# Straighten a short, slightly warped board?



## dglevy (Feb 3, 2012)

Hi all,

I've gotten two beautiful redwood boards to make into cutting boards*. The boards are 1" x 12" x 15" each -- quite short. But they both have a slight twist in them. It's not a big deal, just 3 mm height on a corner on one, and about 5 mm on the other. But I'd like to straighten them, if possible, before I apply mineral oil.

I do not have access to woodworking equipment; I live in a small apartment in downtown DC. I talked once with a guy who salvages wood from old farmhouses and barns and he happened to mention that one can leave boards in snow for a day (this was in Vermont), then let them dry, and they can warp in a different direction--hopefully in the right one... Does anyone have any experience with this method and can explain how one does it?

Thanks in advance for thoughtful and informed comments.

David

*I don't mind the fact that redwood is soft; in fact, I want it to be soft to save the edge of my precious japanese kitchen knives.


----------



## RenoStruct (Feb 3, 2012)

I see you are ok with the soft quality of the wood, but the redwood is only about half as hard as you need for a cutting surface. You want a wood around or above 1000 on the janka hardness scale for cutting boards and counters, redwood falls between 400-500. As much as it's a sanitary issue (and all the little micro-cuts are a huge issue), it's also an issue of getting a good chop. You'll tend to pinch your herbs and make incomplete cuts through skinned items when the wood gives.

Teak is awesome, maple is very commonly used, walnut. Tight-grained hardwoods are what you need.

Maybe what you have there is a future cheese tray? If you have no tools other than a screwdriver, you could screw in some tiny screws at each corner from underneath, adjust them so that the tray sits flat on all four corners, rub with oil, then use some wire shelving caps to finish off the screws:

http://www.homedepot.com/h_d1/N-5yc...ngId=-1&keyword=wire shelf caps&storeId=10051

Not sure that's going to flatten out. I'd say either roll with it, or move on. But that's just an opinion--someone else has the best answer out there. It will be hard cutting on a warped board.

Good luck (go for the cheese tray, buy a cutting good cutting board for your knives)

RenoStruct


----------



## BernieL (Oct 28, 2011)

Although I've never tried it myself (I have a well equipped workshop), old timers used to straighten their warped table tops by wetting down a flat grassy area on a warm sunny day, place their warped table top on the ground and place heavy objects on the high points. Moister is very problematic in woodworking, but it can also solve problems. When I make furniture, the very last thing I always do, after sanding, is I take a damp cloth and wet down all surfaces. This process is called whisking because it literally raises all the loose fibers left in the wood and pops them out to give me a hairy surface which I hand sand down with a fine 180 grit paper. Another thing the wetting down does, it pops up any dents I might have put in while working the wood. 

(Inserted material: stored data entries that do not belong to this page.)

use super::pct_change::mean;

/// Simple moving average of the last `period` closes.
///
/// Returns `None` for a zero period or when fewer than `period` closes exist.
pub fn tail_mean(closes: &[f64], period: usize) -> Option<f64> {
    if period == 0 {
        return None;
    }
    let start = closes.len().checked_sub(period)?;
    mean(&closes[start..])
}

We live in an old farm house and I love the wood floors (hard and soft). The smaller rooms have wide pine boards which had quite a few deep dents over the years. After sanding down my floors, I dealt with the deep dents by wetting them down and placing a wet cloth over them. I then used a hot iron (cloth iron) and steamed out the dents. 

A possible solution for you might be to soak your wood, place them on a cookie sheet with a heavy object on them, and place this set up in your oven set at 325???

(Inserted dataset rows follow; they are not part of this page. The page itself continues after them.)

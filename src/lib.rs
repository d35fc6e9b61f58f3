pub mod config;
pub mod error;
pub mod indicator;
pub mod model;
pub mod monitor;
pub mod provider;
pub mod ui;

Once you have dealt with the warping, your problem may not be solved. You need to protect your work from future warping. If your cutting board is to be placed in a permanent set up, you need to glue it into place while it is flattened. If you plan on making a free board, you need to pay attention to the grain of your wood before gluing them up. Look at the ends of your boards and notice the growth rings. Make sure you glue your boards in opposite pattern directions. You need to end up with the end grains displaying alternate "U" and "n" pattern. 

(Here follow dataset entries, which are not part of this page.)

use chrono::{Days, NaiveDate};
use stock_monitor::error::TickError;
use stock_monitor::model::price_series::{PricePoint, PriceSeries};
use stock_monitor::model::report::{AnalysisParams, Report, Trend};

fn series(closes: &[f64]) -> PriceSeries {
    let start = NaiveDate::from_ymd_opt(2024, 2, 1).unwrap();
    let points = closes
        .iter()
        .enumerate()
        .map(|(i, &close)| PricePoint {
            date: start + Days::new(i as u64),
            close,
        })
        .collect();
    PriceSeries::new("TSLA", points)
}

fn naive_mean(values: &[f64]) -> f64 {
    values.iter().sum::<f64>() / values.len() as f64
}

#[test]
fn short_series_yield_no_report() {
    let params = AnalysisParams::default();
    for len in 0..=10 {
        let closes: Vec<f64> = (0..len).map(|i| 100.0 + i as f64).collect();
        let err = Report::compute(&series(&closes), &params).unwrap_err();
        assert!(
            matches!(err, TickError::InsufficientData { have, need: 10 } if have == len),
            "len {len}: {err:?}"
        );
    }
}

#[test]
fn moving_averages_use_trailing_windows() {
    let closes = [
        250.0, 248.1, 251.3, 247.9, 252.4, 255.0, 253.2, 249.8, 251.1, 256.7, 258.3, 260.9, 257.4,
    ];
    let report = Report::compute(&series(&closes), &AnalysisParams::default()).unwrap();

    assert_eq!(report.current, 257.4);
    assert_eq!(report.sma_fast, naive_mean(&closes[closes.len() - 5..]));
    assert_eq!(report.sma_slow, naive_mean(&closes[closes.len() - 10..]));
}

#[test]
fn prediction_averages_five_changes_from_six_closes() {
    // The first close would dominate the average if it were included.
    let mut closes = vec![1.0; 6];
    closes.extend([100.0, 110.0, 99.0, 108.9, 98.01, 107.811]);
    let report = Report::compute(&series(&closes), &AnalysisParams::default()).unwrap();

    let window = &closes[closes.len() - 6..];
    let changes: Vec<f64> = window.windows(2).map(|w| (w[1] - w[0]) / w[0]).collect();
    assert_eq!(changes.len(), 5);
    let expected = 107.811 * (1.0 + naive_mean(&changes));

    assert!((report.predicted - expected).abs() < 1e-9);
    assert!((report.change - (expected - 107.811)).abs() < 1e-9);
}

#[test]
fn steady_growth_projects_next_step() {
    let closes: Vec<f64> = (0..12).map(|i| 100.0 * 1.05f64.powi(i)).collect();
    let report = Report::compute(&series(&closes), &AnalysisParams::default()).unwrap();
    assert!((report.change_pct - 5.0).abs() < 1e-9);
    assert_eq!(report.trend, Trend::Bullish);
    assert!(report.is_gain());
}

#[test]
fn flat_series_is_bearish_tie() {
    let report = Report::compute(&series(&[42.0; 15]), &AnalysisParams::default()).unwrap();
    assert_eq!(report.sma_fast, report.sma_slow);
    assert_eq!(report.trend, Trend::Bearish);
    assert_eq!(report.change, 0.0);
    assert!(report.is_gain());
}

#[test]
fn falling_prices_are_bearish() {
    let closes: Vec<f64> = (0..11).map(|i| 200.0 - i as f64).collect();
    let report = Report::compute(&series(&closes), &AnalysisParams::default()).unwrap();
    assert_eq!(report.trend, Trend::Bearish);
    assert!(report.change < 0.0);
}

#[test]
fn zero_close_is_a_compute_error() {
    let mut closes = vec![10.0; 11];
    closes[8] = 0.0;
    let err = Report::compute(&series(&closes), &AnalysisParams::default()).unwrap_err();
    assert!(matches!(err, TickError::Compute(_)), "{err:?}");
    assert!(!err.is_insufficient_data());
}

#[test]
fn given_prediction_yields_five_percent() {
    let report = Report::new("TSLA", 100.0, 99.0, 98.0, 105.0);
    assert_eq!(format!("{:.2}", report.change), "5.00");
    assert_eq!(format!("{:.2}", report.change_pct), "5.00");
    assert!(report.is_gain());
}

#[test]
fn zero_window_is_a_compute_error() {
    let params = AnalysisParams {
        fast_period: 0,
        ..AnalysisParams::default()
    };
    let err = Report::compute(&series(&[10.0; 15]), &params).unwrap_err();
    assert!(matches!(err, TickError::Compute(_)), "{err:?}");
}

#[test]
fn current_is_latest_dated_close() {
    let start = NaiveDate::from_ymd_opt(2024, 2, 1).unwrap();
    // Provider order is irrelevant; the newest date supplies the current price.
    let mut points: Vec<PricePoint> = (0..12)
        .map(|i| PricePoint {
            date: start + Days::new(i),
            close: 50.0 + i as f64,
        })
        .collect();
    points.reverse();
    let report = Report::compute(&PriceSeries::new("TSLA", points), &AnalysisParams::default())
        .unwrap();
    assert_eq!(report.current, 61.0);
}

Chances are that you will still end up with a few minor bumps along the edges after the glue up. If you are very careful, these bumps will be minor but they can be corrected with a simple cabinet scraper found at a woodworking store like Rockler or Woodcraft. This > $10 tool should solve your problem. If you have more serious bumps, these cabinet scrapers may still be the final solution, but you may also need a hand plane. I hope this info helps you. Find a woodworker in your area and even a friend of a friend may like to help you for free.


----------



## dglevy (Feb 3, 2012)

thanks for your replies! 

using screws and shelving caps is an excellent suggestion and i will do that if worse comes to worse. i am going to use these boards for cutting, for sure, so i don't want to get sidetracked by the question of soft vs hard wood for cutting boards.*

the story about the old-timers soaking their table tops is a fascinating one. *that's what i'm talking about! if only i could find an old-timer...*

_A possible solution for you might be to soak your wood, place them on a cookie sheet with a heavy object on them, and place this set up in your oven set at 325???_

that would be marvelous, if it worked. but couldn't that just as easily make the boards warp even more?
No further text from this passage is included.